- Born: 1980s Lithuania
- Relatives: Domicėlė Tarabildienė (great-grandmother)
- Awards: MacArthur Fellowship (2025); Fulbright Fellowship (2006);

Academic background
- Education: Vilnius University; Brandeis University;

Academic work
- Institutions: Brown University

= Ieva Jusionyte =

Lithuanian-American anthropologist (born 1984)

Ieva Jusionyte, Ph.D., EMT-P (born 1984) is a Lithuanian-born legal and medical anthropologist at Brown University. She holds the Watson Family University Professorship in Security Studies and directs the Center for Human Rights and Humanitarian Studies at Brown's Watson School of International and Public Affairs. She has worked as an emergency responder and is a certified EMT-paramedic.

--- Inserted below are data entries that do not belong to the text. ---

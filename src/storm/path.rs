// SPDX-License-Identifier: MIT

//! Per-branch traversal context
//!
//! A [`Path`] holds the variables bound on one branch of a query, the
//! lineage of nodes that led there and render metadata. Clones share the
//! branch; [`Path::fork`] starts an independent one.

use parking_lot::RwLock;
use std::collections::{BTreeMap, HashMap};
use std::sync::Arc;

use crate::core::node::Node;
use crate::core::value::Value;

#[derive(Debug, Default)]
struct PathState {
    vars: RwLock<HashMap<String, Value>>,
    meta: RwLock<BTreeMap<String, Value>>,
    nodes: Vec<Node>,
}

#[derive(Debug, Clone, Default)]
pub struct Path {
    state: Arc<PathState>,
}

impl Path {
    /// A fresh path whose lineage is just `node`
    pub fn new(node: &Node) -> Self {
        Self::with_vars(vec![node.clone()], HashMap::new())
    }

    /// A path with no node, used by value-only evaluation
    pub fn empty() -> Self {
        Self::default()
    }

    pub fn with_vars(nodes: Vec<Node>, vars: HashMap<String, Value>) -> Self {
        Self {
            state: Arc::new(PathState {
                vars: RwLock::new(vars),
                meta: RwLock::new(BTreeMap::new()),
                nodes,
            }),
        }
    }

    /// Copy the variables and extend the lineage by `node`; metadata starts empty
    pub fn fork(&self, node: &Node) -> Self {
        let mut nodes = self.state.nodes.clone();
        nodes.push(node.clone());
        Self::with_vars(nodes, self.vars())
    }

    /// The node this branch currently sits on
    pub fn node(&self) -> Option<&Node> {
        self.state.nodes.last()
    }

    pub fn nodes(&self) -> &[Node] {
        &self.state.nodes
    }

    pub fn get_var(&self, name: &str) -> Option<Value> {
        self.state.vars.read().get(name).cloned()
    }

    pub fn has_var(&self, name: &str) -> bool {
        self.state.vars.read().contains_key(name)
    }

    pub fn set_var(&self, name: impl Into<String>, valu: Value) {
        self.state.vars.write().insert(name.into(), valu);
    }

    pub fn pop_var(&self, name: &str) -> Option<Value> {
        self.state.vars.write().remove(name)
    }

    pub fn vars(&self) -> HashMap<String, Value> {
        self.state.vars.read().clone()
    }

    pub fn meta(&self, key: impl Into<String>, valu: Value) {
        self.state.meta.write().insert(key.into(), valu);
    }

    pub fn get_meta(&self, key: &str) -> Option<Value> {
        self.state.meta.read().get(key).cloned()
    }

    pub fn metas(&self) -> BTreeMap<String, Value> {
        self.state.meta.read().clone()
    }

    /// True when both handles refer to the same branch
    pub fn same_branch(&self, other: &Path) -> bool {
        Arc::ptr_eq(&self.state, &other.state)
    }
}

#[cfg(test)]
mod tests {
    use super::*;
    use crate::core::node::Ndef;

    fn node(valu: &str) -> Node {
        Node::new(Ndef::new("test:str", Value::str(valu)))
    }

    #[test]
    fn test_fork_isolation() {
        let a = node("a");
        let path = Path::new(&a);
        path.set_var("x", Value::Int(1));
        path.meta("edges", Value::List(vec![]));

        let left = path.fork(&node("b"));
        let right = path.fork(&node("c"));
        left.set_var("x", Value::Int(2));
        right.set_var("y", Value::Int(3));

        assert_eq!(path.get_var("x"), Some(Value::Int(1)));
        assert_eq!(left.get_var("x"), Some(Value::Int(2)));
        assert_eq!(right.get_var("x"), Some(Value::Int(1)));
        assert!(!left.has_var("y"));
        assert!(!path.has_var("y"));
        assert_eq!(left.get_meta("edges"), None);
        assert_eq!(left.nodes().len(), 2);
        assert_eq!(left.node().map(|n| n.valu().clone()), Some(Value::str("b")));
    }

    #[test]
    fn test_clone_shares_branch() {
        let path = Path::new(&node("a"));
        let other = path.clone();
        other.set_var("x", Value::Int(5));
        assert_eq!(path.get_var("x"), Some(Value::Int(5)));
        assert!(path.same_branch(&other));
        assert!(!path.same_branch(&path.fork(&node("b"))));
        assert_eq!(Path::empty().node(), None);
    }
}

In 2025 Jusionyte was awarded a MacArthur Fellowship for her scholarship exploring themes of politics, ethics and justice in border regions. Her 2024 book, Exit Wounds: How America’s Guns Fuel Violence Across the Border won the Juan E. Méndez Book Award for Human Rights in Latin America, PROSE Award for Excellence in Social Sciences, and R.R Hawkins Award from the Association of American Publishers.

== Early life & education ==
Jusionyte was born in Lithuania during the Soviet Occupation and raised in the Valakampiai area outside Vilnius. Many in Jusionyte's immediate and extended family worked in the arts, including her brother, father, uncle, and grandparents. She is the great-granddaughter of noted Lithuanian artist Domicėlė Tarabildienė.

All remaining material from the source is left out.